Nilanjan Ghosh(Smith Institute), Reem Karmali(Smith Institute), Vanderson Rocha(Smith Institute), Kwang Woo Ahn(Smith Institute), Alyssa DiGilio(Smith Institute), Parameswaran Hari(Smith Institute), Veronika Bachanová(Smith Institute), Ulrike Bacher(Smith Institute), Parastoo B. Dahi(Smith Institute), Marcos de Lima(Smith Institute), Anita D’Souza(Smith Institute), Timothy S. Fenske(Smith Institute), Siddhartha Ganguly(Smith Institute), Mohamed A. Kharfan‐Dabaja(Smith Institute), Tim Prestidge(Smith Institute), Bipin N. Savani(Smith Institute), Sonali M. Smith(Smith Institute), Anna M. Sureda(Smith Institute), Edmund K. Waller(Smith Institute), Samantha Jaglowski(Smith Institute), Alex F. Herrera(Smith Institute), Philippe Armand(Smith Institute), Rachel B. Salit(Smith Institute), Nina D. Wagner‐Johnston(Smith Institute), Ephraim J. Fuchs(Smith Institute), Javier Bolaños‐Meade(Smith Institute), Mehdi Hamadani(Smith Institute)
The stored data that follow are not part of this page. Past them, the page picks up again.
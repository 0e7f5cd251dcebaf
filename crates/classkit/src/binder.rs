//! Event-bound class mutations
//!
//! A `ClassBinder` pairs one element with one class name for its lifetime
//! and wires event triggers that mutate that pair through the stateless
//! helpers. The binder registers plain-data bindings: the bound element id
//! and class name are copied into each registration and each scheduled
//! mutation, so nothing is looked up dynamically at fire time.

use classkit_dom::{DomResult, DomTree, NodeId};
use classkit_events::{KeyboardEvent, ListenerId};

use crate::hub::{ClassOp, EventHub};
use crate::ops;

/// A fixed (element, class name) pair with event-binding sugar.
///
/// Immutable after construction. The binder holds the element id only; the
/// host owns the element itself.
#[derive(Debug, Clone)]
pub struct ClassBinder {
    element: NodeId,
    class: String,
}

impl ClassBinder {
    /// Bind `class` on `element` for the binder's lifetime
    pub fn new(element: NodeId, class: &str) -> Self {
        Self {
            element,
            class: class.to_string(),
        }
    }

    /// The bound element
    pub fn element(&self) -> NodeId {
        self.element
    }

    /// The bound class name
    pub fn class(&self) -> &str {
        &self.class
    }

    /// On every `event_type` firing from any of `triggers`, add the bound
    /// class after `delay_ms`. Each firing schedules its own uncancellable
    /// mutation; rapid firings are not coalesced.
    pub fn add_class_on_event(
        &self,
        hub: &mut EventHub,
        triggers: &[NodeId],
        delay_ms: u64,
        event_type: &str,
    ) -> Vec<ListenerId> {
        triggers
            .iter()
            .map(|&trigger| {
                hub.add_listener(
                    trigger,
                    event_type,
                    self.element,
                    &self.class,
                    ClassOp::Add,
                    delay_ms,
                )
            })
            .collect()
    }

    /// On every `event_type` firing from `trigger`, remove the bound class
    /// after `delay_ms`
    pub fn remove_class_on_event(
        &self,
        hub: &mut EventHub,
        trigger: NodeId,
        delay_ms: u64,
        event_type: &str,
    ) -> ListenerId {
        hub.add_listener(
            trigger,
            event_type,
            self.element,
            &self.class,
            ClassOp::Remove,
            delay_ms,
        )
    }

    /// On every `event_type` firing from `trigger`, toggle the bound class
    /// after `delay_ms`.
    ///
    /// Overlapping delayed toggles from rapid firings each read and flip the
    /// state independently once due. The class can land in either state;
    /// that interleaving is accepted, not serialized away.
    pub fn toggle_class_on_event(
        &self,
        hub: &mut EventHub,
        trigger: NodeId,
        delay_ms: u64,
        event_type: &str,
    ) -> ListenerId {
        hub.add_listener(
            trigger,
            event_type,
            self.element,
            &self.class,
            ClassOp::Toggle,
            delay_ms,
        )
    }

    /// Toggle the bound class right away if the dispatched key-down event
    /// matches `shortcut_key_code` with `alt` held. No listener is
    /// registered; callers wire this into their own key-down handling.
    pub fn toggle_class_on_key_down(
        &self,
        tree: &mut DomTree,
        shortcut_key_code: u32,
        event: &KeyboardEvent,
    ) -> DomResult<()> {
        if event.key_code == shortcut_key_code && event.modifiers.alt {
            ops::toggle_class(tree, self.element, &self.class)?;
        }
        Ok(())
    }

    /// Register a document-level click listener that removes the bound class
    /// whenever a click lands outside both `exempt` and the bound element.
    ///
    /// The listener stays attached until the caller detaches it with the
    /// returned handle via [`EventHub::remove_listener`].
    pub fn remove_class_on_outside_click(&self, hub: &mut EventHub, exempt: NodeId) -> ListenerId {
        hub.add_outside_click(self.element, &self.class, exempt)
    }

    /// Invoke `callback` if one was supplied, synchronously, with no
    /// arguments and no bound context. Escape hatch for arbitrary caller
    /// logic; whatever the callback does propagates untouched.
    pub fn manipulate<F: FnOnce()>(&self, callback: Option<F>) {
        if let Some(callback) = callback {
            callback();
        }
    }
}
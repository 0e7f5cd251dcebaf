//! DOM Node
//!
//! Compact node representation: sibling/child links are `NodeId`s into the
//! owning tree's arena, never pointers.

use crate::{ClassList, InlineStyle, NodeId};

/// DOM node: tree links plus node-specific data
#[derive(Debug)]
pub struct Node {
    /// Parent node (NONE if detached or root)
    pub parent: NodeId,
    /// First child
    pub first_child: NodeId,
    /// Last child (for O(1) append)
    pub last_child: NodeId,
    /// Previous sibling
    pub prev_sibling: NodeId,
    /// Next sibling
    pub next_sibling: NodeId,
    /// Node-specific data
    pub data: NodeData,
}

impl Node {
    /// Create a document root node
    pub fn document() -> Self {
        Self::with_data(NodeData::Document)
    }

    /// Create an element node
    pub fn element(tag: &str) -> Self {
        Self::with_data(NodeData::Element(ElementData::new(tag)))
    }

    /// Create a text node
    pub fn text(content: &str) -> Self {
        Self::with_data(NodeData::Text(content.to_string()))
    }

    fn with_data(data: NodeData) -> Self {
        Self {
            parent: NodeId::NONE,
            first_child: NodeId::NONE,
            last_child: NodeId::NONE,
            prev_sibling: NodeId::NONE,
            next_sibling: NodeId::NONE,
            data,
        }
    }

    /// Check if this is an element
    #[inline]
    pub fn is_element(&self) -> bool {
        matches!(self.data, NodeData::Element(_))
    }

    /// Get element data if this is an element
    #[inline]
    pub fn as_element(&self) -> Option<&ElementData> {
        match &self.data {
            NodeData::Element(e) => Some(e),
            _ => None,
        }
    }

    /// Get mutable element data
    #[inline]
    pub fn as_element_mut(&mut self) -> Option<&mut ElementData> {
        match &mut self.data {
            NodeData::Element(e) => Some(e),
            _ => None,
        }
    }

    /// Get text content if this is a text node
    #[inline]
    pub fn as_text(&self) -> Option<&str> {
        match &self.data {
            NodeData::Text(t) => Some(t),
            _ => None,
        }
    }
}

/// Node-specific data
#[derive(Debug)]
pub enum NodeData {
    /// Document root
    Document,
    /// Element
    Element(ElementData),
    /// Text content
    Text(String),
}

/// Element-specific data
#[derive(Debug)]
pub struct ElementData {
    /// Tag name
    pub tag: String,
    /// Applied CSS classes
    pub classes: ClassList,
    /// Element-owned inline styles
    pub style: InlineStyle,
}

impl ElementData {
    pub fn new(tag: &str) -> Self {
        Self {
            tag: tag.to_string(),
            classes: ClassList::new(),
            style: InlineStyle::new(),
        }
    }
}
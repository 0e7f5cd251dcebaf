//! Element state tests for classkit-dom
//!
//! Class list and inline style behavior as seen through the tree.

use classkit_dom::{ClassList, DomTree, InlineStyle};

#[test]
fn test_class_attribute_roundtrip() {
    let mut tree = DomTree::new();
    let div = tree.create_element("div");

    tree.element_mut(div).unwrap().classes = ClassList::from_str_list("card card  shadow");
    let classes = &tree.element(div).unwrap().classes;

    assert_eq!(classes.len(), 2, "duplicate tokens collapse");
    assert_eq!(classes.value(), "card shadow");
}

#[test]
fn test_style_attribute_roundtrip() {
    let mut tree = DomTree::new();
    let div = tree.create_element("div");

    tree.element_mut(div).unwrap().style = InlineStyle::from_str_decls("color:red;  width : 10px ;");
    let style = &tree.element(div).unwrap().style;

    assert_eq!(style.get("color"), Some("red"));
    assert_eq!(style.get("width"), Some("10px"));
    assert_eq!(style.value(), "color: red; width: 10px");
}

#[test]
fn test_class_mutation_is_per_element() {
    let mut tree = DomTree::new();
    let a = tree.create_element("div");
    let b = tree.create_element("div");

    tree.element_mut(a).unwrap().classes.add("active");

    assert!(tree.element(a).unwrap().classes.contains("active"));
    assert!(!tree.element(b).unwrap().classes.contains("active"));
}

#[test]
fn test_deep_containment() {
    let mut tree = DomTree::new();
    let mut parent = tree.root();
    let mut leaf = parent;
    for _ in 0..50 {
        let child = tree.create_element("div");
        tree.append_child(parent, child).unwrap();
        parent = child;
        leaf = child;
    }

    assert!(tree.contains(tree.root(), leaf));
    assert!(!tree.contains(leaf, tree.root()));
}
//! Stateless class and style helpers
//!
//! Free functions over one element's class list or inline style map. The
//! target element is passed explicitly on every call and nothing is kept
//! between calls. Every mutation is safe to repeat: the desired state is
//! ensured, never asserted. An invalid node reference surfaces the host's
//! `DomError` unchanged.

use std::collections::HashMap;

use classkit_dom::{DomResult, DomTree, InlineStyle, NodeId};

/// Ensure `name` is in the element's class list
pub fn add_class(tree: &mut DomTree, el: NodeId, name: &str) -> DomResult<()> {
    tree.element_mut(el)?.classes.add(name);
    Ok(())
}

/// Ensure `name` is not in the element's class list
pub fn remove_class(tree: &mut DomTree, el: NodeId, name: &str) -> DomResult<()> {
    tree.element_mut(el)?.classes.remove(name);
    Ok(())
}

/// Membership test, no side effect
pub fn has_class(tree: &DomTree, el: NodeId, name: &str) -> DomResult<bool> {
    Ok(tree.element(el)?.classes.contains(name))
}

/// Remove `name` if present, add it otherwise
pub fn toggle_class(tree: &mut DomTree, el: NodeId, name: &str) -> DomResult<()> {
    tree.element_mut(el)?.classes.toggle(name);
    Ok(())
}

/// Swap `old` for `new`. When `old` is absent, `new` is still added.
pub fn replace_class(tree: &mut DomTree, el: NodeId, old: &str, new: &str) -> DomResult<()> {
    let classes = &mut tree.element_mut(el)?.classes;
    classes.remove(old);
    classes.add(new);
    Ok(())
}

/// Add every name in `names`, each independently
pub fn add_classes(tree: &mut DomTree, el: NodeId, names: &[&str]) -> DomResult<()> {
    let classes = &mut tree.element_mut(el)?.classes;
    for name in names {
        classes.add(name);
    }
    Ok(())
}

/// Remove every name in `names`, each independently
pub fn remove_classes(tree: &mut DomTree, el: NodeId, names: &[&str]) -> DomResult<()> {
    let classes = &mut tree.element_mut(el)?.classes;
    for name in names {
        classes.remove(name);
    }
    Ok(())
}

/// Apply `replace_class` for every (old, new) entry.
///
/// Entries are independent and iteration order is unspecified; set semantics
/// dedupe a new name that appears twice.
pub fn replace_classes(
    tree: &mut DomTree,
    el: NodeId,
    renames: &HashMap<&str, &str>,
) -> DomResult<()> {
    for (old, new) in renames {
        replace_class(tree, el, old, new)?;
    }
    Ok(())
}

/// Empty the class list regardless of prior contents
pub fn remove_all_classes(tree: &mut DomTree, el: NodeId) -> DomResult<()> {
    tree.element_mut(el)?.classes.clear();
    Ok(())
}

/// Force membership from a flag: true adds, false removes.
///
/// Deterministic, not a toggle: the last call wins independent of prior state.
pub fn set_class(tree: &mut DomTree, el: NodeId, name: &str, on: bool) -> DomResult<()> {
    tree.element_mut(el)?.classes.set(name, on);
    Ok(())
}

/// Apply `set_class` for every (name, flag) entry
pub fn set_classes(tree: &mut DomTree, el: NodeId, flags: &HashMap<&str, bool>) -> DomResult<()> {
    let classes = &mut tree.element_mut(el)?.classes;
    for (name, on) in flags {
        classes.set(name, *on);
    }
    Ok(())
}

/// Snapshot of the element's classes; mutating it leaves the element alone
pub fn all_classes(tree: &DomTree, el: NodeId) -> DomResult<Vec<String>> {
    Ok(tree.element(el)?.classes.iter().map(String::from).collect())
}

/// Set each property to its given value, overwriting prior inline values.
/// Properties not mentioned stay untouched.
pub fn add_styles(tree: &mut DomTree, el: NodeId, styles: &HashMap<&str, &str>) -> DomResult<()> {
    let style = &mut tree.element_mut(el)?.style;
    for (prop, value) in styles {
        style.set(prop, value);
    }
    Ok(())
}

/// Clear each named inline property, letting stylesheet-derived style take over
pub fn remove_styles(tree: &mut DomTree, el: NodeId, props: &[&str]) -> DomResult<()> {
    let style = &mut tree.element_mut(el)?.style;
    for prop in props {
        style.remove(prop);
    }
    Ok(())
}

/// Snapshot of the inline style map in declaration order
pub fn all_styles(tree: &DomTree, el: NodeId) -> DomResult<InlineStyle> {
    Ok(tree.element(el)?.style.clone())
}

/// Hide the element irrespective of stylesheet rules
pub fn hide(tree: &mut DomTree, el: NodeId) -> DomResult<()> {
    tree.element_mut(el)?.style.set("display", "none");
    Ok(())
}

/// Drop the inline `display` override, reverting to whatever the stylesheet
/// would produce. Absence of an override, not a forced value.
pub fn show(tree: &mut DomTree, el: NodeId) -> DomResult<()> {
    tree.element_mut(el)?.style.remove("display");
    Ok(())
}
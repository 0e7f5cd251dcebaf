//! Example: click-driven dropdown with outside-click dismissal

use classkit::{ops, ClassBinder, DomResult, DomTree, EventHub};

fn main() -> DomResult<()> {
    // Initialize logging
    tracing_subscriber::fmt::init();

    let mut tree = DomTree::new();
    let menu = tree.create_element("ul");
    let button = tree.create_element("button");
    let elsewhere = tree.create_element("div");
    tree.append_child(tree.root(), menu)?;
    tree.append_child(tree.root(), button)?;
    tree.append_child(tree.root(), elsewhere)?;

    let mut hub = EventHub::new();
    let binder = ClassBinder::new(menu, "open");
    binder.add_class_on_event(&mut hub, &[button], 0, "click");
    let dismiss = binder.remove_class_on_outside_click(&mut hub, button);

    // clicking the button opens the menu on the next tick
    hub.dispatch(&mut tree, "click", button)?;
    hub.tick(&mut tree, 0)?;
    println!("after button click: {:?}", ops::all_classes(&tree, menu)?);

    // clicking anywhere else closes it immediately
    hub.dispatch(&mut tree, "click", elsewhere)?;
    println!("after outside click: {:?}", ops::all_classes(&tree, menu)?);

    hub.remove_listener(dismiss);
    Ok(())
}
Journal of Clinical Oncology
June 7, 2016
Cited by 227

Abstract

PURPOSE: Related donor haploidentical hematopoietic cell transplantation (Haplo-HCT) using post-transplantation cyclophosphamide (PT-Cy) is increasingly used in patients lacking HLA-matched sibling donors (MSD). We compared outcomes after Haplo-HCT using PT-Cy with MSD-HCT in patients with lymphoma, using the Center for International Blood and Marrow Transplant Research registry. MATERIALS AND METHODS: We evaluated 987 adult patients undergoing either Haplo-HCT (n = 180) or MSD-HCT (n = 807) following reduced-intensity conditioning regimens. The haploidentical group received graft-versus-host disease (GVHD) prophylaxis with PT-Cy with or without a calcineurin inhibitor and mycophenolate. The MSD group received calcineurin inhibitor-based GVHD prophylaxis. RESULTS: Median follow-up of survivors was 3 years. The 28-day neutrophil recovery was similar in the two groups (95% v 97%; P = .31). The 28-day platelet recovery was delayed in the haploidentical group compared with the MSD group (63% v 91%; P = .001). Cumulative incidence of grade II to IV acute GVHD at day 100 was similar between the two groups (27% v 25%; P = .84). Cumulative incidence of chronic GVHD at 1 year was significantly lower after Haplo-HCT (12% v 45%; P < .001), and this benefit was confirmed on multivariate analysis (relative risk, 0.21; 95% CI, 0.14 to 0.31; P < .001). For Haplo-HCT v MSD-HCT, 3-year rates of nonrelapse mortality (15% v 13%; P = .41), relapse/progression (37% v 40%; P = .51), progression-free survival (48% v 48%; P = .96), and overall survival (61% v 62%; P = .82) were similar. Multivariate analysis showed no significant difference between Haplo-HCT and MSD-HCT in terms of nonrelapse mortality (P = .06), progression/relapse (P = .10), progression-free survival (P = .83), and overall survival (P = .34). CONCLUSION: Haplo-HCT with PT-Cy provides survival outcomes comparable to MSD-HCT, with a significantly lower risk of chronic GVHD.